Saved data entries:

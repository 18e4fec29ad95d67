//! Benchmarks for the retint pipeline.

use criterion::{black_box, criterion_group, criterion_main, Criterion};
use image::{Rgba, RgbaImage};

use retint::{
    composite, extract, recolor, synthesize_at, Colour, ExtractStrategy, PatternKind, PatternSpec,
    RecolorParams,
};

/// A synthetic photo-like input: smooth channel ramps.
fn test_image(edge: u32) -> RgbaImage {
    RgbaImage::from_fn(edge, edge, |x, y| {
        Rgba([
            (x % 256) as u8,
            (y % 256) as u8,
            ((x + y) % 256) as u8,
            255,
        ])
    })
}

fn bench_recolor(c: &mut Criterion) {
    let mut group = c.benchmark_group("recolor");

    let img = test_image(256);
    let params = RecolorParams::new(Colour::rgb(255, 69, 0)).with_intensity(0.7);

    group.bench_function("recolor_256", |b| {
        b.iter(|| recolor(black_box(&img), black_box(&params)).unwrap())
    });

    let grayscale_params = params.with_grayscale_first(true);
    group.bench_function("recolor_256_grayscale", |b| {
        b.iter(|| recolor(black_box(&img), black_box(&grayscale_params)).unwrap())
    });

    group.finish();
}

fn bench_patterns(c: &mut Criterion) {
    let mut group = c.benchmark_group("patterns");

    for kind in [
        PatternKind::Gradient,
        PatternKind::Checkerboard,
        PatternKind::Hexagonal,
        PatternKind::Waves,
    ] {
        let spec = PatternSpec::new(kind, Colour::rgb(200, 30, 30), Colour::rgb(30, 30, 200));
        group.bench_function(kind.name(), |b| {
            b.iter(|| synthesize_at(black_box(&spec), 512).unwrap())
        });
    }

    group.finish();
}

fn bench_composite(c: &mut Criterion) {
    let mut group = c.benchmark_group("composite");

    let base = test_image(256);
    let spec = PatternSpec::new(
        PatternKind::Checkerboard,
        Colour::rgb(200, 30, 30),
        Colour::rgb(30, 30, 200),
    );
    let pattern = synthesize_at(&spec, 512).unwrap();

    group.bench_function("composite_256", |b| {
        b.iter(|| composite(black_box(&base), black_box(&pattern), 0.3).unwrap())
    });

    group.finish();
}

fn bench_extract(c: &mut Criterion) {
    let mut group = c.benchmark_group("extract");

    let img = test_image(512);

    group.bench_function("frequency", |b| {
        b.iter(|| extract(black_box(&img), 5, ExtractStrategy::Frequency).unwrap())
    });

    group.bench_function("kmeans", |b| {
        b.iter(|| extract(black_box(&img), 5, ExtractStrategy::KMeans).unwrap())
    });

    group.finish();
}

criterion_group!(
    benches,
    bench_recolor,
    bench_patterns,
    bench_composite,
    bench_extract
);
criterion_main!(benches);
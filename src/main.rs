use clap::Parser;
use miette::Result;
use retint::cli::{Cli, Commands};
use retint::output::Printer;

fn main() -> Result<()> {
    let cli = Cli::parse();
    let printer = Printer::new();

    match cli.command {
        Commands::Recolor(args) => retint::cli::recolor::run(args, &printer)?,
        Commands::Pattern(args) => retint::cli::pattern::run(args, &printer)?,
        Commands::Extract(args) => retint::cli::extract::run(args, &printer)?,
        Commands::Tint(args) => retint::cli::tint::run(args, &printer)?,
        Commands::Completions(args) => retint::cli::completions::run(args)?,
    }

    Ok(())
}
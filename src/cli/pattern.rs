//! Pattern command implementation.

use std::path::PathBuf;

use clap::Args;

use crate::error::Result;
use crate::io::save_png;
use crate::output::{display_path, Printer};
use crate::pattern::{synthesize, synthesize_at};
use crate::types::{Colour, PatternKind, PatternSpec, Resolution};

/// Edge length used for preview renders.
const PREVIEW_EDGE: u32 = 300;

/// Generate a procedural overlay pattern
#[derive(Args, Debug)]
pub struct PatternArgs {
    /// Pattern kind (e.g. checkerboard, dots, waves)
    #[arg(long, short)]
    pub kind: PatternKind,

    /// Primary colour
    #[arg(long, default_value = "#ffffff")]
    pub primary: Colour,

    /// Secondary colour
    #[arg(long, default_value = "#000000")]
    pub secondary: Colour,

    /// Feature size in pixels
    #[arg(long, default_value_t = 20)]
    pub size: u32,

    /// Feature density multiplier
    #[arg(long, default_value_t = 1.0)]
    pub density: f32,

    /// Canvas resolution (512, 1024, 2048, or 4096)
    #[arg(long, default_value = "1024")]
    pub resolution: Resolution,

    /// Gaussian blur radius applied after drawing
    #[arg(long, default_value_t = 0.0)]
    pub blur: f32,

    /// Render a small preview instead of the full resolution
    #[arg(long)]
    pub preview: bool,

    /// Output file
    #[arg(long, short, default_value = "pattern.png")]
    pub output: PathBuf,
}

pub fn run(args: PatternArgs, printer: &Printer) -> Result<()> {
    let spec = PatternSpec::new(args.kind, args.primary, args.secondary)
        .with_size(args.size)
        .with_density(args.density)
        .with_resolution(args.resolution)
        .with_blur(args.blur);

    let img = if args.preview {
        synthesize_at(&spec, PREVIEW_EDGE)?
    } else {
        synthesize(&spec)?
    };

    printer.status(
        "Generating",
        &format!("{} ({}x{})", args.kind, img.width(), img.height()),
    );

    save_png(&img, &args.output)?;
    printer.status("Finished", &display_path(&args.output));

    Ok(())
}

Exercise prompt. Please give back, exactly as it stands above, the stretch from the line with "(y % 256) as" through the line with "b.iter(|| recolor(black_box(&img), black_box(&params)).unwrap())", and no line outside it.

Your response.
            (y % 256) as u8,
            ((x + y) % 256) as u8,
            255,
        ])
    })
}

fn bench_recolor(c: &mut Criterion) {
    let mut group = c.benchmark_group("recolor");

    let img = test_image(256);
    let params = RecolorParams::new(Colour::rgb(255, 69, 0)).with_intensity(0.7);

    group.bench_function("recolor_256", |b| {
        b.iter(|| recolor(black_box(&img), black_box(&params)).unwrap())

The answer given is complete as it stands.